Authentication failures are uniquely disruptive. When your API is slow, users complain. When authentication breaks, users are completely locked out. A broken login endpoint, an expired OAuth token, or a misconfigured JWT validation can lock everyone out simultaneously — and because auth failures often look like user errors at first, they can go undetected longer than other outages.

Why Auth Monitoring Is Harder Than Regular API Monitoring

Standard API monitoring checks: is the endpoint responding? Auth monitoring has to go further:

Is the authentication server reachable?
Are tokens being issued correctly?
Is token validation working end-to-end?
Are refresh flows functioning?
Have certificates or signing keys expired?

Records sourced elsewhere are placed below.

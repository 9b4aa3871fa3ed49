//! Read-book collection.

use crate::db::{CollectionEntry, Database, ReadBook, STATUS_READ};
use crate::error::{AppError, Result};
use chrono::NaiveDate;

/// Collection service.
#[derive(Clone)]
pub struct CollectionService {
    db: Database,
}

impl CollectionService {
    /// Create a new collection service.
    pub fn new(db: Database) -> Self {
        Self { db }
    }

    /// Add a book to the user's collection.
    pub fn add(
        &self,
        user_id: &str,
        book_id: &str,
        status: &str,
        finish_date: Option<NaiveDate>,
    ) -> Result<CollectionEntry> {
        let book_id = book_id.trim();
        if book_id.is_empty() {
            return Err(AppError::InvalidInput("bookId is required".to_string()));
        }
        if status != STATUS_READ {
            return Err(AppError::InvalidInput(format!(
                "Unsupported collection status: {}",
                status
            )));
        }

        let entry = self
            .db
            .add_collection_entry(user_id, book_id, status, finish_date)?;
        tracing::info!(user = %user_id, book = %book_id, "Book added to collection");
        Ok(entry)
    }

    /// Remove a book from the collection; its review goes with it.
    pub fn remove(&self, user_id: &str, book_id: &str) -> Result<()> {
        let reviews = self.db.remove_collection_entry(user_id, book_id)?;
        tracing::info!(
            user = %user_id,
            book = %book_id,
            reviews_deleted = reviews,
            "Book removed from collection"
        );
        Ok(())
    }

    /// Read books with their reviews.
    pub fn read_books(&self, user_id: &str) -> Result<Vec<ReadBook>> {
        self.db.list_read_books(user_id)
    }

    /// Full collection history, newest first.
    pub fn history(&self, user_id: &str) -> Result<Vec<CollectionEntry>> {
        self.db.list_collection(user_id)
    }
}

Each of these can fail independently. Your API might respond fine to requests with valid tokens while completely failing to issue new tokens — so existing users stay logged in while new users or expired sessions can't authenticate.

Monitoring OAuth2 Flows

OAuth2 is the most common auth protocol for modern APIs. The token endpoint is your most critical dependency:

monitor:
  name: "OAuth2 Token Endpoint"
  url: "https://auth.example.com/oauth/token"
  method: POST
  interval: 60
  headers:
    Content-Type: "application/x-www-form-urlencoded"
  body: "grant_type=client_credentials&client_id=${MONITOR_CLIENT_ID}&client_secret=${MONITOR_CLIENT_SECRET}&scope=monitoring:health"
  assertions:
    - type: status_code
      value: 200
    - type: json_body
      path: "$.access_token"
      operator: exists
    - type: json_body
      path: "$.token_type"
      value: "Bearer"
    - type: json_body
      path: "$.expires_in"
      operator: greater_than
      value: 0
    - type: response_time
      operator: less_than
      value: 2000

Create a dedicated monitoring OAuth2 client with minimal scopes — just enough to issue tokens and verify the flow works, without broad access to your data.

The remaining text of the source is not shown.